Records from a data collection
use anyhow::Result;
use serde::{Deserialize, Serialize};
use std::collections::HashMap;
use std::path::PathBuf;

pub const ADMIN_SECRET_ENV: &str = "MARQUEE_ADMIN_SECRET";
pub const RESEND_API_KEY_ENV: &str = "RESEND_API_KEY";

const ADMIN_SECRET_KEY: &str = "admin_secret";
const RESEND_API_KEY_KEY: &str = "resend_api_key";

#[derive(Debug, Serialize, Deserialize, Default)]
struct SecretsData {
    #[serde(flatten)]
    data: HashMap<String, String>,
}

/// Server secrets kept out of `config.toml`
///
/// Environment variables take precedence over the file so container
/// deployments can inject secrets without writing them to disk.
pub struct SecretStore {
    path: PathBuf,
    secrets: HashMap<String, String>,
}

impl SecretStore {
    pub fn new(path: PathBuf) -> Self {
        Self {
            path,
            secrets: HashMap::new(),
        }
    }

    pub fn load(&mut self) -> Result<()> {
        if self.path.exists() {
            let content = std::fs::read_to_string(&self.path)?;
            let data: SecretsData = toml::from_str(&content)?;
            self.secrets = data.data;
        }
        Ok(())
    }

    pub fn save(&self) -> Result<()> {
        if let Some(parent) = self.path.parent() {
            std::fs::create_dir_all(parent)?;
        }
        let data = SecretsData {
            data: self.secrets.clone(),
        };
        let content = toml::to_string_pretty(&data)?;
        std::fs::write(&self.path, content)?;
        Ok(())
    }

    pub fn get(&self, key: &str) -> Option<&String> {
        self.secrets.get(key)
    }

    pub fn set(&mut self, key: String, value: String) {
        self.secrets.insert(key, value);
    }

    fn env_or_file(&self, env_key: &str, file_key: &str) -> Option<String> {
        std::env::var(env_key)
            .ok()
            .filter(|v| !v.trim().is_empty())
            .or_else(|| self.get(file_key).cloned())
    }

    /// HMAC key for admin session tokens
    pub fn admin_secret(&self) -> Option<String> {
        self.env_or_file(ADMIN_SECRET_ENV, ADMIN_SECRET_KEY)
    }

    pub fn set_admin_secret(&mut self, secret: String) {
        self.set(ADMIN_SECRET_KEY.to_string(), secret);
    }

    pub fn resend_api_key(&self) -> Option<String> {
        self.env_or_file(RESEND_API_KEY_ENV, RESEND_API_KEY_KEY)
    }

    pub fn set_resend_api_key(&mut self, key: String) {
        self.set(RESEND_API_KEY_KEY.to_string(), key);
    }
}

What to produce
Every line above carrying the word "Result" needs to be shown.

Output of the task
use anyhow::Result;
    pub fn load(&mut self) -> Result<()> {
    pub fn save(&self) -> Result<()> {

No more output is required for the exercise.